Campaign built on broken promises
Re: Liberals abandon electoral reform — Feb. 2
Prime Minister Justin Trudeau, by walking away from his promise to reform Canada’s first-past-thepost electoral system, has shown Canadians that he does not represent “real change,” but the same “say anything to get elected” behaviour that we’ve seen so often in the past.
He campaigned on a promise to replace first-pastthe-post before the next federal election in 2019. His promise did not include a prerequisite for a broad consensus or an overwhelming indication from the public that they care about this issue.
Leadership is more complex than simply peddling one’s own views or only undertaking actions which have broad support and interest from the public.

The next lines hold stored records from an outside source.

use crate::error::{DisconnectReason, ProtocolErrorReason};
use std::time::Instant;

/// Handshake subphase for the TCP (subprotocol) route.
#[derive(Debug, Clone, Copy, PartialEq, Eq)]
pub enum TcpSubphase {
    Open,
    Auth,
    AuthAck,
    Hello,
    HelloAck,
    Status,
    StatusAck,
}

/// Handshake subphase for the UDP (discovery) route.
#[derive(Debug, Clone, Copy, PartialEq, Eq)]
pub enum UdpSubphase {
    Open,
    Ping,
    PingAck,
}

/// The state of one of a peer's two independent routes. Both routes share
/// this shape; which subphase variant applies depends on which route it
/// is (TCP vs UDP), enforced by the peer node rather than the type.
#[derive(Debug, Clone)]
pub enum NodeState<Subphase> {
    Available,
    Connecting(Subphase),
    Connected,
    Exhausted(Instant),
    ErrorOs(String),
    ErrorDisconnect(DisconnectReason),
    ErrorProtocol(ProtocolErrorReason),
}

pub type TcpState = NodeState<TcpSubphase>;
pub type UdpState = NodeState<UdpSubphase>;

impl<S> NodeState<S> {
    pub fn is_connected(&self) -> bool {
        matches!(self, Self::Connected)
    }

    pub fn is_error(&self) -> bool {
        matches!(
            self,
            Self::ErrorOs(_) | Self::ErrorDisconnect(_) | Self::ErrorProtocol(_)
        )
    }
}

Justin Trudeau’s father understood that when he repatriated the Constitution in Canada in 1982. Had Pierre Trudeau not demonstrated leadership at the time and instead had waited for “consensus among Canadians on how, or even whether, to ...” do so, we would still be functioning under the British North America Act of 1867.
The prime minister has stated that we cannot agree on how to, or if we should reform our electoral system, despite clear recommendations from the Law Commission of Canada in 2004 and the all-party committee in 2016.
Both recommended replacing first-past-the-post and both recommended some form of proportional representation.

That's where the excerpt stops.